Our knowledge of how natural catastrophes affect vulnerable populations should have helped us anticipate how coronavirus disease 2019 (COVID-19) would strike the United States. This disaster has followed the well-heeled path of its predecessors, predictably bending to the influence of social determinants of health,1 structural inequality, and limited access to healthcare. Communities of color were hit early, hit hard,2 and yet again, became our nation’s canary in the coal mine. Hospitals across the country have had a front seat to this novel coronavirus’ disproportionate effect across the diverse communities we serve. Several of the cities and neighborhoods adjacent to our hospital are home to the area’s highest density of limited English proficient (LEP), immigrant, Spanish-speaking individuals.3,4 Our neighbors in these areas are more likely to have lower socioeconomic status, live in crowded housing, work in service industries deemed to be essential, and depend on shared and mass transit to get to work.5,6 As became clear, many in these communities could not work from home, get groceries delivered, or adequately social distance; these were pandemic luxuries afforded to other, more affluent areas.7

THE COVID-19 SURGE

In the weeks between March 25, 2020, and April 13, 2020, the Massachusetts General Hospital in Boston entered a COVID-19 surge now familiar to hospitals across the world. Like our peer institutions, we made broad and creative structural changes to inpatient services to meet the surge and we followed the numbers with anticipation. Over that 2-week period, we indeed saw the COVID-19–positive inpatient population swell as we had feared. However, with each page from the Emergency Department a disturbing trend was borne out:

ADMIT: 53-year-old Spanish-speaker with tachypnea.

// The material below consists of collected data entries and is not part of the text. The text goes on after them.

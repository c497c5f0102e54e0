//! Upstream clients for Prometheus, OpenCost and the cluster inventory
//!
//! Each upstream sits behind a small trait so the refresh cycle can be driven
//! by mock sources in tests. Calls are wrapped in [`with_retry`], which applies
//! bounded exponential backoff to retryable failures only.

mod inventory;
mod opencost;
mod prometheus;

pub use inventory::{parse_quantity_gib, InventoryPricing, KubeInventory};
pub use opencost::OpenCostClient;
pub use prometheus::{HourlyRates, PrometheusClient, PromSample, PromSeries};

use crate::error::{FinopsError, Result};
use crate::models::{IdleResource, NamespaceCost, ResourceSample, ResourceType};
use async_trait::async_trait;
use std::collections::HashMap;
use std::fmt;
use std::future::Future;
use std::time::Duration;
use tracing::debug;

/// Shortest window the alerting rules evaluate over
const MIN_WINDOW: Duration = Duration::from_secs(5 * 60);

/// Longest window the alerting rules evaluate over
const MAX_WINDOW: Duration = Duration::from_secs(7 * 24 * 60 * 60);

/// Bounded query window (5m to 7d)
#[derive(Debug, Clone, Copy, PartialEq, Eq)]
pub struct Window(Duration);

impl Window {
    pub const ONE_HOUR: Window = Window(Duration::from_secs(3600));

    pub fn new(duration: Duration) -> Result<Self> {
        if duration < MIN_WINDOW || duration > MAX_WINDOW {
            return Err(FinopsError::InvalidWindow(format!("{}s", duration.as_secs())));
        }
        Ok(Self(duration))
    }

    /// Parse a duration literal such as `5m`, `1h` or `7d`
    pub fn parse(value: &str) -> Result<Self> {
        let value = value.trim();
        let invalid = || FinopsError::InvalidWindow(value.to_string());

        let split = value
            .find(|c: char| !c.is_ascii_digit())
            .ok_or_else(invalid)?;
        let (amount, unit) = value.split_at(split);
        let amount: u64 = amount.parse().map_err(|_| invalid())?;
        let secs = match unit {
            "m" => amount * 60,
            "h" => amount * 3600,
            "d" => amount * 86_400,
            _ => return Err(invalid()),
        };

        Self::new(Duration::from_secs(secs)).map_err(|_| invalid())
    }

    pub fn duration(&self) -> Duration {
        self.0
    }

    pub fn hours(&self) -> f64 {
        self.0.as_secs_f64() / 3600.0
    }
}

impl fmt::Display for Window {
    /// PromQL / OpenCost duration literal
    fn fmt(&self, f: &mut fmt::Formatter<'_>) -> fmt::Result {
        let secs = self.0.as_secs();
        if secs % 86_400 == 0 {
            write!(f, "{}d", secs / 86_400)
        } else if secs % 3600 == 0 {
            write!(f, "{}h", secs / 3600)
        } else {
            write!(f, "{}m", secs / 60)
        }
    }
}

/// Source of per-namespace requested/used figures
#[async_trait]
pub trait UsageSource: Send + Sync {
    fn name(&self) -> &str;

    async fn fetch_usage(&self, resource: ResourceType, window: Window)
        -> Result<Vec<ResourceSample>>;
}

/// Source of per-namespace cost over a window
#[async_trait]
pub trait CostSource: Send + Sync {
    fn name(&self) -> &str;

    async fn fetch_allocation_cost(&self, window: Window) -> Result<Vec<NamespaceCost>>;
}

/// Source of daily cost history used for forecasting
#[async_trait]
pub trait CostHistorySource: Send + Sync {
    fn name(&self) -> &str;

    /// Daily costs per namespace, oldest first
    async fn fetch_daily_costs(&self, days: u32) -> Result<HashMap<String, Vec<f64>>>;
}

/// Cluster inventory queried for idle objects
#[async_trait]
pub trait InventorySource: Send + Sync {
    fn name(&self) -> &str;

    async fn fetch_idle_resources(&self) -> Result<Vec<IdleResource>>;
}

/// Backoff policy applied per upstream call
#[derive(Debug, Clone)]
pub struct RetryPolicy {
    pub max_attempts: u32,
    pub initial_backoff: Duration,
    pub max_backoff: Duration,
}

impl Default for RetryPolicy {
    fn default() -> Self {
        Self {
            max_attempts: 3,
            initial_backoff: Duration::from_millis(500),
            max_backoff: Duration::from_secs(5),
        }
    }
}

impl RetryPolicy {
    /// Longest a retried call can take when every attempt runs `per_call` and fails
    pub fn worst_case(&self, per_call: Duration) -> Duration {
        let attempts = self.max_attempts.max(1);
        let mut total = per_call * attempts;
        let mut backoff = self.initial_backoff;
        for _ in 1..attempts {
            total += backoff;
            backoff = (backoff * 2).min(self.max_backoff);
        }
        total
    }
}

/// Run `call` until it succeeds, fails with a non-retryable error, or the
/// attempt budget is exhausted
pub async fn with_retry<T, F, Fut>(policy: &RetryPolicy, operation: &str, mut call: F) -> Result<T>
where
    F: FnMut() -> Fut,
    Fut: Future<Output = Result<T>>,
{
    let mut backoff = policy.initial_backoff;
    let mut attempt = 1;

    loop {
        match call().await {
            Ok(value) => return Ok(value),
            Err(err) if err.is_retryable() && attempt < policy.max_attempts.max(1) => {
                debug!(
                    operation = %operation,
                    attempt = attempt,
                    backoff_ms = backoff.as_millis() as u64,
                    error = %err,
                    "Upstream call failed, retrying"
                );
                tokio::time::sleep(backoff).await;
                backoff = (backoff * 2).min(policy.max_backoff);
                attempt += 1;
            }
            Err(err) => return Err(err),
        }
    }
}

#[cfg(test)]
mod tests {
    use super::*;
    use std::sync::atomic::{AtomicU32, Ordering};

    fn fast_policy() -> RetryPolicy {
        RetryPolicy {
            max_attempts: 3,
            initial_backoff: Duration::from_millis(1),
            max_backoff: Duration::from_millis(2),
        }
    }

    #[test]
    fn test_window_parse_and_display() {
        assert_eq!(Window::parse("5m").unwrap().to_string(), "5m");
        assert_eq!(Window::parse("1h").unwrap().to_string(), "1h");
        assert_eq!(Window::parse("24h").unwrap().to_string(), "1d");
        assert_eq!(Window::parse("90m").unwrap().to_string(), "90m");
        assert_eq!(Window::parse("7d").unwrap().hours(), 168.0);
    }

    #[test]
    fn test_window_bounds() {
        assert!(Window::parse("1m").is_err());
        assert!(Window::parse("8d").is_err());
        assert!(Window::parse("h").is_err());
        assert!(Window::parse("10x").is_err());
    }

    #[test]
    fn test_worst_case_adds_attempts_and_backoff() {
        let policy = RetryPolicy::default();
        assert_eq!(policy.worst_case(Duration::from_secs(10)), Duration::from_millis(31_500));

        let single = RetryPolicy {
            max_attempts: 1,
            ..RetryPolicy::default()
        };
        assert_eq!(single.worst_case(Duration::from_secs(5)), Duration::from_secs(5));
    }

    #[tokio::test]
    async fn test_retry_succeeds_after_transient_failures() {
        let calls = AtomicU32::new(0);
        let counter = &calls;
        let result = with_retry(&fast_policy(), "test", move || async move {
            let n = counter.fetch_add(1, Ordering::SeqCst);
            if n < 2 {
                Err(FinopsError::unavailable("prometheus", "timeout"))
            } else {
                Ok(n)
            }
        })
        .await;

        assert_eq!(result.unwrap(), 2);
        assert_eq!(calls.load(Ordering::SeqCst), 3);
    }

    #[tokio::test]
    async fn test_retry_gives_up_after_budget() {
        let calls = AtomicU32::new(0);
        let counter = &calls;
        let result: Result<()> = with_retry(&fast_policy(), "test", move || async move {
            counter.fetch_add(1, Ordering::SeqCst);
            Err(FinopsError::unavailable("prometheus", "timeout"))
        })
        .await;

        assert!(result.is_err());
        assert_eq!(calls.load(Ordering::SeqCst), 3);
    }

    #[tokio::test]
    async fn test_retry_skips_non_retryable_errors() {
        let calls = AtomicU32::new(0);
        let counter = &calls;
        let result: Result<()> = with_retry(&fast_policy(), "test", move || async move {
            counter.fetch_add(1, Ordering::SeqCst);
            Err(FinopsError::invalid_response("prometheus", "not json"))
        })
        .await;

        assert!(result.is_err());
        assert_eq!(calls.load(Ordering::SeqCst), 1);
    }
}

ADMIT: 57-year-old factory worker, Spanish-speaking, sick for 10 days, intubated in the ED.

ADMIT: 58-year-old bodega employee, Spanish-speaking, febrile and breathless.

It buzzed across the medical floors and intensive care units: “What is going on in our Spanish speaking neighborhoods?” In fact, our shared anecdotal view was soon confirmed by admission statistics. Over the interval that our total COVID-19 census alarmingly rose sevenfold, the LEP Spanish-speaking census traced a striking curve, increasing nearly 20 times, to constitute over 40% of all COVID-19 patients (Figure). These communities were bearing a disproportionate share of the local burden of the pandemic.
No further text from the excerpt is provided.